18 juillet 2013
Cet article se concentre sur l'identification des ensembles de données d'interaction de haut confiantes entre l'hôte et les protéines pathogènes en utilisant une combinaison des deux méthodes orthogonales: deux hybrides de levure suivie d'un test d'interaction à haut débit dans les cellules de mammifères appelé HT-ACPG.
L’objectif général de l’expérience suivante est d’effectuer des études ectomiques pour comparer les profils d’interaction des protéines de différents variants pathogènes avec un ensemble commun de facteurs cellulaires. Ceci est réalisé par l’accouplement de levures basées sur l’accouplement, deux criblages hybrides d’ADNC pour identifier les partenaires d’interaction potentiels des protéines de différents variants pathogènes. Dans un deuxième temps, les cadres de lecture ouverts des partenaires en interaction sont séquencés et transférés dans des vecteurs compatibles pour une validation ultérieure.

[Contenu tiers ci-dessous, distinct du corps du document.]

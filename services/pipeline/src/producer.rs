//! Kafka producer wrapper for the Linehaul pipeline.
//!
//! Publishes load triggers (including the Loader's own continuation
//! signals), object notifications and dead-lettered messages.

use crate::config::KafkaConfig;
use crate::trigger::{LoadTrigger, ObjectNotification};
use base64::{engine::general_purpose::STANDARD, Engine};
use rdkafka::message::{Header, OwnedHeaders};
use rdkafka::producer::{FutureProducer, FutureRecord, Producer};
use rdkafka::util::Timeout;
use std::sync::Arc;
use std::time::Duration;
use thiserror::Error;
use tracing::{debug, info, instrument, warn};
use uuid::Uuid;

/// Errors that can occur during message production
#[derive(Error, Debug)]
pub enum ProducerError {
    #[error("Failed to create producer: {0}")]
    CreationError(String),

    #[error("Failed to serialize message: {0}")]
    SerializationError(String),

    #[error("Failed to send message to topic {topic}: {message}")]
    SendError { topic: String, message: String },

    #[error("Producer timeout after {0:?}")]
    Timeout(Duration),
}

/// Result of a successful message delivery
#[derive(Debug, Clone)]
pub struct DeliveryResult {
    pub topic: String,
    pub partition: i32,
    pub offset: i64,
}

/// Message to be sent to Kafka
#[derive(Debug, Clone)]
pub struct OutgoingMessage {
    pub topic: String,
    /// Optional message key for partitioning
    pub key: Option<String>,
    pub payload: Vec<u8>,
    /// Attributes, sent as Kafka headers
    pub headers: Vec<(String, String)>,
}

impl OutgoingMessage {
    /// A message carrying only attributes
    pub fn empty(topic: impl Into<String>) -> Self {
        Self {
            topic: topic.into(),
            key: None,
            payload: Vec::new(),
            headers: Vec::new(),
        }
    }

    /// Create a new outgoing message with a JSON payload
    pub fn new_json<T: serde::Serialize>(
        topic: impl Into<String>,
        message: &T,
    ) -> Result<Self, ProducerError> {
        let payload = serde_json::to_vec(message)
            .map_err(|e| ProducerError::SerializationError(e.to_string()))?;
        Ok(Self {
            payload,
            ..Self::empty(topic)
        })
    }

    pub fn with_key(mut self, key: impl Into<String>) -> Self {
        self.key = Some(key.into());
        self
    }

    pub fn with_header(mut self, key: impl Into<String>, value: impl Into<String>) -> Self {
        self.headers.push((key.into(), value.into()));
        self
    }

    fn owned_headers(&self) -> OwnedHeaders {
        self.headers
            .iter()
            .fold(OwnedHeaders::new_with_capacity(self.headers.len()), |headers, (key, value)| {
                headers.insert(Header {
                    key: key.as_str(),
                    value: Some(value.as_str()),
                })
            })
    }
}

/// High-level Kafka producer wrapper
pub struct LinehaulProducer {
    producer: FutureProducer,
    config: Arc<KafkaConfig>,
    default_timeout: Duration,
}

impl LinehaulProducer {
    /// Create a new producer with the given configuration
    pub fn new(config: KafkaConfig) -> Result<Self, ProducerError> {
        info!(brokers = %config.bootstrap_servers, "Creating Kafka producer");

        let producer: FutureProducer = config
            .build_producer_config()
            .create()
            .map_err(|e| ProducerError::CreationError(e.to_string()))?;

        let default_timeout = config.request_timeout();

        Ok(Self {
            producer,
            config: Arc::new(config),
            default_timeout,
        })
    }

    pub fn config(&self) -> &KafkaConfig {
        &self.config
    }

    /// Send a message and wait for delivery confirmation
    #[instrument(skip(self, message), fields(topic = %message.topic, key = ?message.key))]
    pub async fn send(&self, message: OutgoingMessage) -> Result<DeliveryResult, ProducerError> {
        let mut record = FutureRecord::to(&message.topic)
            .payload(&message.payload)
            .headers(message.owned_headers());

        if let Some(ref key) = message.key {
            record = record.key(key.as_str());
        }

        debug!(size_bytes = message.payload.len(), "Sending message");

        let (partition, offset) = self
            .producer
            .send(record, Timeout::After(self.default_timeout))
            .await
            .map_err(|(e, _)| ProducerError::SendError {
                topic: message.topic.clone(),
                message: e.to_string(),
            })?;

        debug!(partition, offset, "Message delivered");

        Ok(DeliveryResult {
            topic: message.topic,
            partition,
            offset,
        })
    }

    /// Publish a load trigger to the load triggers topic
    pub async fn send_load_trigger(
        &self,
        trigger: &LoadTrigger,
    ) -> Result<DeliveryResult, ProducerError> {
        let message = trigger.to_attributes().into_iter().fold(
            OutgoingMessage::empty(&self.config.topics.load_triggers),
            |message, (key, value)| message.with_header(key, value),
        );

        let message = match trigger.partition {
            Some(ref partition) => message.with_key(partition),
            None => message,
        };

        self.send(message).await
    }

    /// Publish an object notification to the object notifications topic
    pub async fn send_object_notification(
        &self,
        notification: &ObjectNotification,
    ) -> Result<DeliveryResult, ProducerError> {
        let message =
            OutgoingMessage::new_json(&self.config.topics.object_notifications, notification)?
                .with_key(&notification.name);
        self.send(message).await
    }

    /// Forward a message that could not be handled to the dead letter queue
    pub async fn send_to_dlq(
        &self,
        original_topic: &str,
        original_message: &[u8],
        original_headers: &[(String, String)],
        error: &str,
    ) -> Result<DeliveryResult, ProducerError> {
        let dlq_message = serde_json::json!({
            "original_topic": original_topic,
            "original_message_base64": STANDARD.encode(original_message),
            "original_headers": original_headers,
            "error": error,
            "timestamp": chrono::Utc::now().to_rfc3339(),
        });

        let message = OutgoingMessage::new_json(&self.config.topics.dead_letter_queue, &dlq_message)?
            .with_key(Uuid::new_v4().to_string())
            .with_header("original-topic", original_topic)
            .with_header("error-reason", error);

        self.send(message).await
    }

    /// Flush all pending messages
    pub fn flush(&self, timeout: Duration) -> Result<(), ProducerError> {
        self.producer
            .flush(Timeout::After(timeout))
            .map_err(|_| ProducerError::Timeout(timeout))
    }
}

impl Drop for LinehaulProducer {
    fn drop(&mut self) {
        if let Err(e) = self.flush(Duration::from_secs(5)) {
            warn!(error = %e, "Failed to flush producer on shutdown");
        }
    }
}

#[cfg(test)]
mod tests {
    use super::*;

    #[test]
    fn test_outgoing_message_builder() {
        let message = OutgoingMessage::empty("linehaul.load-triggers")
            .with_key("20210107")
            .with_header("partition", "20210107")
            .with_header("continue_publishing", "true");

        assert_eq!(message.key, Some("20210107".to_string()));
        assert_eq!(message.headers.len(), 2);
        assert!(message.payload.is_empty());
    }

    #[test]
    fn test_json_message() {
        let notification = ObjectNotification {
            bucket: "raw".to_string(),
            name: "a.log.gz".to_string(),
        };
        let message = OutgoingMessage::new_json("linehaul.objects", &notification).unwrap();
        let decoded: ObjectNotification = serde_json::from_slice(&message.payload).unwrap();
        assert_eq!(decoded, notification);
    }
}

Ensuite, un ensemble de partenaires individuels émergeant des deux criblages hybrides est sélectionné et testé à nouveau pour leur interaction avec la gamme complète de souches étudiées. Cela se fait à l’aide d’un test de complémentation de fragments de protéine basé sur la luciférase orthogonale gia effectué sur des cellules de mammifères afin de fournir des ensembles de données d’interaction comparative robustes. Les résultats montrent différentes intensités d’interaction entre les protéines pathogènes et les protéines cellulaires sur la base des mesures de luciférase obtenues, et fournissent ainsi un aperçu comparatif des interactions entre les protéines de l’hôte de l’agent pathogène.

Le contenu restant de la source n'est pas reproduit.